What is expected> Search the records below for the word "lines" and show every line where it occurs.

Saved data entries>
*****

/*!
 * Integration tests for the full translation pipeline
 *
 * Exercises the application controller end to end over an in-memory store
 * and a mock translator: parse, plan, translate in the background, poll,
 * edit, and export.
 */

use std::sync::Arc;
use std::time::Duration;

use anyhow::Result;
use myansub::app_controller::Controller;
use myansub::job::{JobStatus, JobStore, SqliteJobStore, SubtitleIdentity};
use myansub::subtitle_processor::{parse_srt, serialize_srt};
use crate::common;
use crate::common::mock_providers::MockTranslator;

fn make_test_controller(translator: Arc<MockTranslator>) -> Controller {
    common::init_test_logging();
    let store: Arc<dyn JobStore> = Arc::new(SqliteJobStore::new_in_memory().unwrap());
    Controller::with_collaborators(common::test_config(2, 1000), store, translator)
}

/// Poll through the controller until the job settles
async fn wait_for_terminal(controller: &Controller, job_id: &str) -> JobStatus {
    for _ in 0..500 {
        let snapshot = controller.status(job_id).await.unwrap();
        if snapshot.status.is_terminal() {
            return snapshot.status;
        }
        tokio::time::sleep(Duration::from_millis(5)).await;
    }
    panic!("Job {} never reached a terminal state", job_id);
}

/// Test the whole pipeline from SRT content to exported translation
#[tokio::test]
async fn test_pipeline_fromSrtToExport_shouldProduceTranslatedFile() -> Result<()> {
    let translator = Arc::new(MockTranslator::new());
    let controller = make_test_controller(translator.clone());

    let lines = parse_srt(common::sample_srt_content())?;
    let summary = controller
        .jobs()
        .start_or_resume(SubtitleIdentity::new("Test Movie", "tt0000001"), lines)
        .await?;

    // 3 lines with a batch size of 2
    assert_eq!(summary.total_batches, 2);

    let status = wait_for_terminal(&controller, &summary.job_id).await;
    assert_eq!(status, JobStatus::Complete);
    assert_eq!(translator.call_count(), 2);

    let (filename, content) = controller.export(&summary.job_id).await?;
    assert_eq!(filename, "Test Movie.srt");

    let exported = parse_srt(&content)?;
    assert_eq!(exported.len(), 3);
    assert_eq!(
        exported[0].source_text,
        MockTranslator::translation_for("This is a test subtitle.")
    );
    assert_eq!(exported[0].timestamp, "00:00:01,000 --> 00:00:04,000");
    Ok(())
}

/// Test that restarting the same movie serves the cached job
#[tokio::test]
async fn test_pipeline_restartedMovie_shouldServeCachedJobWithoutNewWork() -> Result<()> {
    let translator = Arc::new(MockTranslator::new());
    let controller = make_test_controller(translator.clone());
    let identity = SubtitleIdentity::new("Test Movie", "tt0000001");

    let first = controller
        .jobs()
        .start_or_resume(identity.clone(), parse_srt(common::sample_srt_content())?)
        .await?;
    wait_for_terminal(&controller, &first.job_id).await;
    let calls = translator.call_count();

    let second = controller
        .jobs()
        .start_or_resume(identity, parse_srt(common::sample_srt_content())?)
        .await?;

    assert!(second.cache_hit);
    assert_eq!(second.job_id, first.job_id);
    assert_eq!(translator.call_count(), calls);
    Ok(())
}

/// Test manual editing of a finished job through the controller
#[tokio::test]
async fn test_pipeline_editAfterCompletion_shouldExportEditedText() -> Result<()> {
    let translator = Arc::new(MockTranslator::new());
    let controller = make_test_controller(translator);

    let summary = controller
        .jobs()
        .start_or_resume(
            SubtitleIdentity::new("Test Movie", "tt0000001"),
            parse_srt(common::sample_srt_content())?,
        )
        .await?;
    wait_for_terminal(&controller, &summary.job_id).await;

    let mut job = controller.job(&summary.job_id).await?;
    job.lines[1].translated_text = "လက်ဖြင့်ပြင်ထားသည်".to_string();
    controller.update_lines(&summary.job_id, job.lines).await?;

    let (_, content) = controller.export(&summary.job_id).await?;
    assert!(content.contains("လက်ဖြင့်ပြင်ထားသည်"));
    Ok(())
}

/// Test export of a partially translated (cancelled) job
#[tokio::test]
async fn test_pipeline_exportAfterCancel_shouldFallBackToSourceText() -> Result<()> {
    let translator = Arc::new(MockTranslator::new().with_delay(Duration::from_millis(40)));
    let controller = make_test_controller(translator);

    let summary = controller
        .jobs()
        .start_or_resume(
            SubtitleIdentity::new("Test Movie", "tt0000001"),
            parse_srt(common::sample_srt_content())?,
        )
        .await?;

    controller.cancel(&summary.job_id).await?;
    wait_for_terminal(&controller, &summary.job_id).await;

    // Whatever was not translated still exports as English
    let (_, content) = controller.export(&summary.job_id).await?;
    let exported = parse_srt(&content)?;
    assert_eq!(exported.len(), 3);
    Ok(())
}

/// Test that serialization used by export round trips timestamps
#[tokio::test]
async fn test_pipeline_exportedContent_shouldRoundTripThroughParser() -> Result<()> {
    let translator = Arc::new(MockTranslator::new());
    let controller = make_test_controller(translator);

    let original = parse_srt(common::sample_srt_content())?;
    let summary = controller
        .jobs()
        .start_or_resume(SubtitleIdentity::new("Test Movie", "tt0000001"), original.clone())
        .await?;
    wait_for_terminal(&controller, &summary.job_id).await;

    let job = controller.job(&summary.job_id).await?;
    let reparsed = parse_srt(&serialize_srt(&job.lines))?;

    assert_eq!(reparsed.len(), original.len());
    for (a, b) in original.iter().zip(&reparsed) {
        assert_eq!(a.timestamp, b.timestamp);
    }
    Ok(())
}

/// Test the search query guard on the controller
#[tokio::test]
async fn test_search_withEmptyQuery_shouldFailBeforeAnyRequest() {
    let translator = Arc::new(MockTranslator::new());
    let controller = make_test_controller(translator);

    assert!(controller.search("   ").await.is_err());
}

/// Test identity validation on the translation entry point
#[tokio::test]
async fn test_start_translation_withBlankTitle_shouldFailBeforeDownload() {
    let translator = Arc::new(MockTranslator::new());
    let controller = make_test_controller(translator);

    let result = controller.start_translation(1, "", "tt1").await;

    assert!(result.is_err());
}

*****

Response>
    let lines = parse_srt(common::sample_srt_content())?;
        .start_or_resume(SubtitleIdentity::new("Test Movie", "tt0000001"), lines)
    // 3 lines with a batch size of 2
    job.lines[1].translated_text = "လက်ဖြင့်ပြင်ထားသည်".to_string();
    controller.update_lines(&summary.job_id, job.lines).await?;
    let reparsed = parse_srt(&serialize_srt(&job.lines))?;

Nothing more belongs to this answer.